It’s been a little while since my last post (all about student debt), and here’s why: since last Sunday, I have been sequestered away on the campus of a beautiful center for holistic learning with a group of twenty-eight brilliant minds, delving into a six-week course of study ranging from permaculture, agriculture, and resilient design all the way to biomimicry and forest mapping. Life on campus is slowly setting into a routine, which includes daily yoga classes, swimming, journalling, work, and maybe some ice cream, too—and our 9am-5pm class, of course! Our first days were spent working with architect-turned-green builder Bill Reed. With Bill, the over-used, misunderstood concept “sustainability” was on the chopping block. I’m still digesting many aspects of our examinations from those days, so I won’t say much here. Just a few tidbits I picked up, to jog the memory and maybe spark some ideas:

  • The major problems of the world are based on the difference between how nature works and how people think (or are taught to think).
  • Resilience is the threshold of sustainability.
  • When designing, remember: the whole must be greater than the sum of its parts.
  • All life can be seen as a balance of activating and restraining forces. When the two meet, we face an option: compromise (and loose something on both sides) or reconcile (and identify potential).
  • Life is exchange.
  • Become a tracker: look for patterns everywhere.

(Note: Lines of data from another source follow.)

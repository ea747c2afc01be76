// Copyright 2025 the Bracken Authors
// SPDX-License-Identifier: Apache-2.0 OR MIT

//! Bracken Screen: pre/post hooks around a host screen opening.
//!
//! External code often needs to reach into a screen it does not own: add a
//! widget before the first render, or inspect the final layout right after
//! setup. [`OpenScreenEvents`] carries two ordered subscriber lists for
//! exactly those moments:
//!
//! - **pre**: fired before a newly opened screen finishes initializing, so
//!   a subscriber may add or replace widgets before anything is drawn.
//! - **post**: fired after initialization, so a subscriber may react to
//!   the screen's final widget layout.
//!
//! Registration is additive and order-preserving: subscribers run in the
//! order they were registered, synchronously, on the host's UI thread.
//! There is no unregistration; a registry lives as long as the host wants
//! its subscribers to.
//!
//! The type is generic over the host's screen type, so it imposes nothing
//! on how a screen is structured:
//!
//! ```
//! use bracken_screen::OpenScreenEvents;
//!
//! struct Screen {
//!     widgets: Vec<&'static str>,
//! }
//!
//! let mut events = OpenScreenEvents::new();
//! events.register_pre(|screen: &mut Screen| screen.widgets.push("injected"));
//! events.register_post(|screen: &mut Screen| assert_eq!(screen.widgets.len(), 2));
//!
//! let mut screen = Screen { widgets: vec![] };
//! events.emit_pre(&mut screen);
//! screen.widgets.push("own"); // The screen's own setup.
//! events.emit_post(&mut screen);
//! assert_eq!(screen.widgets, ["injected", "own"]);
//! ```
//!
//! This crate is `no_std` and uses `alloc`.

#![no_std]

extern crate alloc;

use alloc::boxed::Box;
use alloc::vec::Vec;
use core::fmt;

/// A subscriber invoked with the opening screen.
pub type OpenScreenFn<S> = Box<dyn FnMut(&mut S)>;

/// Ordered pre/post subscriber lists for screen opening.
///
/// Both lists dispatch to every subscriber in registration order; a later
/// subscriber sees the effects of earlier ones.
pub struct OpenScreenEvents<S> {
    pre: Vec<OpenScreenFn<S>>,
    post: Vec<OpenScreenFn<S>>,
}

impl<S> OpenScreenEvents<S> {
    /// Creates an empty registry.
    #[must_use]
    pub fn new() -> Self {
        Self {
            pre: Vec::new(),
            post: Vec::new(),
        }
    }

    /// Registers a subscriber for the pre-initialization moment.
    pub fn register_pre(&mut self, subscriber: impl FnMut(&mut S) + 'static) {
        self.pre.push(Box::new(subscriber));
    }

    /// Registers a subscriber for the post-initialization moment.
    pub fn register_post(&mut self, subscriber: impl FnMut(&mut S) + 'static) {
        self.post.push(Box::new(subscriber));
    }

    /// Registers a pre and a post subscriber in one call.
    pub fn on_open(
        &mut self,
        pre: impl FnMut(&mut S) + 'static,
        post: impl FnMut(&mut S) + 'static,
    ) {
        self.register_pre(pre);
        self.register_post(post);
    }

    /// Invokes every pre subscriber in registration order.
    pub fn emit_pre(&mut self, screen: &mut S) {
        for subscriber in &mut self.pre {
            subscriber(screen);
        }
    }

    /// Invokes every post subscriber in registration order.
    pub fn emit_post(&mut self, screen: &mut S) {
        for subscriber in &mut self.post {
            subscriber(screen);
        }
    }
}

impl<S> Default for OpenScreenEvents<S> {
    fn default() -> Self {
        Self::new()
    }
}

impl<S> fmt::Debug for OpenScreenEvents<S> {
    fn fmt(&self, f: &mut fmt::Formatter<'_>) -> fmt::Result {
        f.debug_struct("OpenScreenEvents")
            .field("pre", &self.pre.len())
            .field("post", &self.post.len())
            .finish()
    }
}

#[cfg(test)]
mod tests {
    use super::*;
    use alloc::rc::Rc;
    use alloc::vec;
    use core::cell::RefCell;

    struct Screen;

    #[test]
    fn pre_runs_before_post_in_registration_order() {
        let order = Rc::new(RefCell::new(Vec::new()));
        let mut events = OpenScreenEvents::new();

        let log = order.clone();
        events.register_pre(move |_: &mut Screen| log.borrow_mut().push("pre-1"));
        let log = order.clone();
        events.register_pre(move |_: &mut Screen| log.borrow_mut().push("pre-2"));
        let log = order.clone();
        events.register_post(move |_: &mut Screen| log.borrow_mut().push("post-1"));

        let mut screen = Screen;
        events.emit_pre(&mut screen);
        events.emit_post(&mut screen);

        assert_eq!(*order.borrow(), vec!["pre-1", "pre-2", "post-1"]);
    }

    #[test]
    fn on_open_registers_both_phases() {
        let order = Rc::new(RefCell::new(Vec::new()));
        let mut events = OpenScreenEvents::new();

        let pre_log = order.clone();
        let post_log = order.clone();
        events.on_open(
            move |_: &mut Screen| pre_log.borrow_mut().push("pre"),
            move |_: &mut Screen| post_log.borrow_mut().push("post"),
        );

        let mut screen = Screen;
        events.emit_pre(&mut screen);
        events.emit_post(&mut screen);
        assert_eq!(*order.borrow(), vec!["pre", "post"]);
    }

    #[test]
    fn subscribers_mutate_the_screen_they_receive() {
        struct Counted {
            opens: u32,
        }

        let mut events = OpenScreenEvents::new();
        events.register_pre(|screen: &mut Counted| screen.opens += 1);

        let mut screen = Counted { opens: 0 };
        events.emit_pre(&mut screen);
        events.emit_pre(&mut screen);
        assert_eq!(screen.opens, 2);
    }

    #[test]
    fn empty_registry_emits_nothing() {
        let mut events = OpenScreenEvents::<Screen>::new();
        let mut screen = Screen;
        events.emit_pre(&mut screen);
        events.emit_post(&mut screen);
    }
}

Bill’s time with us was brimming with information, stories, examples, and design guidelines. It was rich and nuanced and colourful. His classes left me exhausted and curious, inspired, and tired. 🙂

Ethan Roland, of Appleseed Permaculture in Stone Ridge, NY, was our next teacher. Ethan’s focus, of course, was permaculture design. The groundwork we had done with Bill suddenly gained dimensionality. With Ethan, we spent time outside (phew! finally!), sitting and walking in the woods, and examining the minutia of our classroom building, which is nested inside a living machine (check it out) that processes about 50,000 gallons of  wastewater per day—oh, and no, it doesn’t smell. Again, I’ll leave you with a few tidbits from my notebook:

  • “Permaculture emerged as an immune defense to the degradation of the land.” —Bill Mollison (one of the first permaculture designers and teacher in Australia)
  • (Bill Mollison also said, “Permaculture is the art of not shitting where we sleep.” So there.)
  • A simple exercise you can do: draw a map of your personal needs and yields. Remember that your yields include things like creativity, ideas, love, toenail clippings, manure, and carbon dioxide.
  • What you design and plant should yield more than it needs.
  • Remember: humans can be positive co-creators of their eco-systems!
  • Understand the patterns of place. (Aka. Become a tracker: look for patterns everywhere.)

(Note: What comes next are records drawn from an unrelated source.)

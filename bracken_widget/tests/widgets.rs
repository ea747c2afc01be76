// Copyright 2025 the Bracken Authors
// SPDX-License-Identifier: Apache-2.0 OR MIT

//! Tests for the built-in widgets and the shared widget plumbing.
//!
//! The reference backend has a 6.0 per-character advance and a 9.0 line
//! height, so expected geometry is computed by hand throughout.

use bracken_backend_ref::{DrawCmd, RefSurface, RefTextLayout, RefTranslator};
use bracken_position::Position;
use bracken_tooltip::TooltipQueue;
use bracken_widget::{
    Border, Button, Key, Label, LineBorder, MouseButton, RenderContext, Separator, Widget,
    separator,
};
use kurbo::{Point, Rect};
use std::cell::Cell;
use std::rc::Rc;

fn render_frame(
    widget: &mut dyn Widget,
    surface: &mut RefSurface,
    tooltips: &mut TooltipQueue,
    tick: u64,
    mouse: Point,
) {
    let layout = RefTextLayout::default();
    let mut ctx = RenderContext {
        text: &layout,
        surface,
        tooltips,
        tick,
    };
    widget.render(&mut ctx, mouse, 0.0);
}

#[test]
fn hover_is_recomputed_on_every_render() {
    let layout = RefTextLayout::default();
    let mut label = Label::new(Position::origin(10.0, 10.0), "hello", 120.0, &layout);
    let mut surface = RefSurface::default();
    let mut tooltips = TooltipQueue::new();

    // "hello" is 30.0 wide, 11.0 tall, at (10, 10): bounds [10, 40) x [10, 21).
    render_frame(&mut label, &mut surface, &mut tooltips, 1, Point::new(10.0, 10.0));
    assert!(label.state().is_hovered());

    // Edge coordinates are exclusive.
    render_frame(&mut label, &mut surface, &mut tooltips, 2, Point::new(40.0, 10.0));
    assert!(!label.state().is_hovered());

    // Prior state is irrelevant; back inside flips it again.
    render_frame(&mut label, &mut surface, &mut tooltips, 3, Point::new(39.9, 20.9));
    assert!(label.state().is_hovered());
}

#[test]
fn centered_label_offsets_its_position() {
    let layout = RefTextLayout::default();
    // base_x = 10, max_width = 120; "hello" is 30 wide.
    let mut label = Label::new(Position::origin(10.0, 0.0), "hello", 120.0, &layout);
    assert_eq!(label.state().position().relative_x(), 10.0);

    label.set_centered(true, &layout);
    // base_x + max_width / 2 - text_width / 2 = 10 + 60 - 15.
    assert_eq!(label.state().position().relative_x(), 55.0);

    label.set_centered(false, &layout);
    assert_eq!(label.state().position().relative_x(), 10.0);
}

#[test]
fn set_text_relayouts_in_place() {
    let layout = RefTextLayout::default();
    let mut label = Label::new(Position::origin(0.0, 0.0), "hi", 60.0, &layout);
    assert_eq!(label.state().width(), 12.0);
    assert_eq!(label.state().height(), 11.0);

    // "alpha beta" cannot fit on one 60.0-wide line: two lines, widest 30.0.
    label.set_text("alpha beta", &layout);
    assert_eq!(label.state().width(), 30.0);
    assert_eq!(label.state().height(), 20.0);
}

#[test]
fn label_consumes_primary_clicks_only_with_an_action_and_hover() {
    let layout = RefTextLayout::default();
    let mut label = Label::new(Position::origin(0.0, 0.0), "click me", 120.0, &layout);
    assert!(!label.requires_cursor());

    let fired = Rc::new(Cell::new(0u32));
    let seen = fired.clone();
    label.set_action(move |_| seen.set(seen.get() + 1));
    assert!(label.requires_cursor());

    // Not hovered yet: the click falls through.
    assert!(!label.mouse_clicked(Point::new(1.0, 1.0), MouseButton::Primary));
    assert_eq!(fired.get(), 0);

    label.mouse_moved(Point::new(1.0, 1.0));
    assert!(!label.mouse_clicked(Point::new(1.0, 1.0), MouseButton::Secondary));
    assert!(label.mouse_clicked(Point::new(1.0, 1.0), MouseButton::Primary));
    assert_eq!(fired.get(), 1);
}

#[test]
fn hidden_or_disabled_widgets_never_consume_input() {
    let mut button = Button::new(Position::origin(0.0, 0.0), 100.0, "ok", |_| {});
    button.mouse_moved(Point::new(5.0, 5.0));

    button.state_mut().set_enabled(false);
    assert!(!button.mouse_clicked(Point::new(5.0, 5.0), MouseButton::Primary));

    button.state_mut().set_enabled(true);
    button.state_mut().set_visible(false);
    assert!(!button.mouse_clicked(Point::new(5.0, 5.0), MouseButton::Primary));

    button.state_mut().set_visible(true);
    assert!(button.mouse_clicked(Point::new(5.0, 5.0), MouseButton::Primary));
}

#[test]
fn button_activates_from_the_keyboard_only_while_focused() {
    let pressed = Rc::new(Cell::new(0u32));
    let seen = pressed.clone();
    let mut button = Button::new(Position::origin(0.0, 0.0), 100.0, "ok", move |_| {
        seen.set(seen.get() + 1);
    });

    assert!(!button.key_pressed(Key::Enter));
    assert_eq!(pressed.get(), 0);

    button.state_mut().set_focused(true);
    assert!(button.key_pressed(Key::Enter));
    assert!(button.key_pressed(Key::Space));
    assert!(!button.key_pressed(Key::Tab));
    assert_eq!(pressed.get(), 2);
}

#[test]
fn button_message_updates_in_place_without_moving_bounds() {
    let mut button = Button::new(Position::origin(5.0, 5.0), 100.0, "before", |_| {});
    let bounds = button.state().bounds();
    button.set_message("a considerably longer message");
    assert_eq!(button.state().bounds(), bounds);
    assert_eq!(button.message().to_plain(), "a considerably longer message");
}

#[test]
fn line_border_fills_four_strips_without_corner_overlap() {
    let layout = RefTextLayout::default();
    let mut surface = RefSurface::default();
    let mut tooltips = TooltipQueue::new();
    let mut ctx = RenderContext {
        text: &layout,
        surface: &mut surface,
        tooltips: &mut tooltips,
        tick: 0,
    };

    let color = bracken_backend::palette::WHITE;
    let border = LineBorder::new(2.0, color);
    border.render(
        &mut ctx,
        Rect::new(0.0, 0.0, 100.0, 20.0),
        Point::new(-1.0, -1.0),
        0.0,
    );

    // Top and bottom span the full width; the sides fill the remainder, so
    // no corner is filled twice.
    assert_eq!(
        surface.cmds(),
        &[
            DrawCmd::Rect {
                rect: Rect::new(0.0, 0.0, 100.0, 2.0),
                color,
            },
            DrawCmd::Rect {
                rect: Rect::new(0.0, 18.0, 100.0, 20.0),
                color,
            },
            DrawCmd::Rect {
                rect: Rect::new(0.0, 2.0, 2.0, 18.0),
                color,
            },
            DrawCmd::Rect {
                rect: Rect::new(98.0, 2.0, 100.0, 18.0),
                color,
            },
        ]
    );
}

#[test]
fn separator_draws_a_full_line_without_a_title() {
    let mut separator = Separator::new(Position::origin(0.0, 0.0), 100.0, None);
    let mut surface = RefSurface::default();
    let mut tooltips = TooltipQueue::new();
    render_frame(&mut separator, &mut surface, &mut tooltips, 1, Point::new(-1.0, -1.0));

    assert_eq!(
        surface.cmds(),
        &[DrawCmd::Rect {
            rect: Rect::new(0.0, 4.0, 100.0, 6.0),
            color: bracken_backend::palette::TEXT,
        }]
    );
}

#[test]
fn separator_centers_its_title_between_line_segments() {
    let mut separator = Separator::new(
        Position::origin(0.0, 0.0),
        100.0,
        Some("Hi".into()),
    );
    let mut surface = RefSurface::default();
    let mut tooltips = TooltipQueue::new();
    render_frame(&mut separator, &mut surface, &mut tooltips, 1, Point::new(-1.0, -1.0));

    // "Hi" is 12.0 wide, so the title starts at 44.0.
    assert_eq!(surface.drawn_text(), vec!["Hi"]);
    assert_eq!(
        surface.cmds()[0],
        DrawCmd::Rect {
            rect: Rect::new(0.0, 4.0, 39.0, 6.0),
            color: bracken_backend::palette::TEXT,
        }
    );
    assert_eq!(
        surface.cmds()[1],
        DrawCmd::Rect {
            rect: Rect::new(61.0, 4.0, 100.0, 6.0),
            color: bracken_backend::palette::TEXT,
        }
    );
}

#[test]
fn separator_narration_uses_the_translated_pattern() {
    let i18n = RefTranslator::new().with(separator::NARRATION_KEY, "Separator: %s");
    let mut sep = Separator::new(Position::origin(0.0, 0.0), 100.0, Some("General".into()));
    assert_eq!(
        sep.narration_message(&i18n).as_deref(),
        Some("Separator: General")
    );

    // An empty or absent title suppresses narration entirely.
    sep.set_title(Some("".into()));
    assert!(sep.narration_message(&i18n).is_none());
    sep.set_title(None);
    assert!(sep.narration_message(&i18n).is_none());
}

#[test]
fn separator_takes_focus_only_with_a_tooltip() {
    let mut sep = Separator::new(Position::origin(0.0, 0.0), 100.0, None);
    assert!(!sep.requires_cursor());
    sep.state_mut().set_tooltip(Some("about this section".into()));
    assert!(sep.requires_cursor());
}

#[test]
fn hovered_widget_queues_its_tooltip_after_the_delay() {
    let layout = RefTextLayout::default();
    let mut label = Label::new(Position::origin(0.0, 0.0), "hello", 120.0, &layout);
    label.state_mut().set_tooltip(Some("a hint".into()));

    let mut surface = RefSurface::default();
    let mut tooltips = TooltipQueue::with_delay(2);
    let inside = Point::new(1.0, 1.0);

    render_frame(&mut label, &mut surface, &mut tooltips, 1, inside);
    assert!(tooltips.pending().is_none());
    render_frame(&mut label, &mut surface, &mut tooltips, 2, inside);
    let tip = tooltips.pending().expect("tooltip due at the threshold");
    assert_eq!(tip.position, inside);
    assert_eq!(tip.lines, vec!["a hint"]);
}

#[test]
fn clearing_the_tooltip_resets_accumulation() {
    let layout = RefTextLayout::default();
    let mut label = Label::new(Position::origin(0.0, 0.0), "hello", 120.0, &layout);
    label.state_mut().set_tooltip(Some("a hint".into()));

    let mut surface = RefSurface::default();
    let mut tooltips = TooltipQueue::with_delay(2);
    let inside = Point::new(1.0, 1.0);

    render_frame(&mut label, &mut surface, &mut tooltips, 1, inside);
    assert!(tooltips.pending().is_none());

    // Clearing the tooltip drops the accumulated tick.
    label.state_mut().set_tooltip(None);
    render_frame(&mut label, &mut surface, &mut tooltips, 2, inside);

    // A restored tooltip waits out the full delay again.
    label.state_mut().set_tooltip(Some("a hint".into()));
    render_frame(&mut label, &mut surface, &mut tooltips, 3, inside);
    assert!(tooltips.pending().is_none());
    render_frame(&mut label, &mut surface, &mut tooltips, 4, inside);
    assert!(tooltips.pending().is_some());
}

#[test]
fn render_order_decides_same_frame_tooltip_contention() {
    let layout = RefTextLayout::default();
    // Two overlapping labels, both hovered, both with tooltips.
    let mut first = Label::new(Position::origin(0.0, 0.0), "one", 120.0, &layout);
    first.state_mut().set_tooltip(Some("first tip".into()));
    let mut second = Label::new(Position::origin(0.0, 0.0), "two", 120.0, &layout);
    second.state_mut().set_tooltip(Some("second tip".into()));

    let mut surface = RefSurface::default();
    let mut tooltips = TooltipQueue::with_delay(1);
    let inside = Point::new(1.0, 1.0);
    render_frame(&mut first, &mut surface, &mut tooltips, 1, inside);
    render_frame(&mut second, &mut surface, &mut tooltips, 1, inside);

    assert_eq!(tooltips.take().unwrap().lines, vec!["second tip"]);
}

#[test]
fn narration_suppressed_for_empty_label() {
    let layout = RefTextLayout::default();
    let i18n = RefTranslator::new();
    let label = Label::new(Position::origin(0.0, 0.0), "hello", 120.0, &layout);
    assert_eq!(label.narration_message(&i18n).as_deref(), Some("hello"));

    let empty = Label::new(Position::origin(0.0, 0.0), "", 120.0, &layout);
    assert!(empty.narration_message(&i18n).is_none());
}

All that is just a tiny glimpse I wanted to share. More will come! The title of the post is quoted from a poem by Jalal al-Din Rumi, translated by Coleman Barks. One of the magical things about being here is the convergence of seemingly unrelated streams—becoming a tracker reveals worlds hiding in plain sight. Last night, for example, I attended a reading: Coleman Barks reading and reciting Rumi poems, accompanied by David Darling on cello and Glen Velez on hand drums. So many of the poems I heard last night struck me right at my core: design is just another word, but life, that process of becoming, has the potential to be a real masterpiece. So, let the beauty we love be what we do.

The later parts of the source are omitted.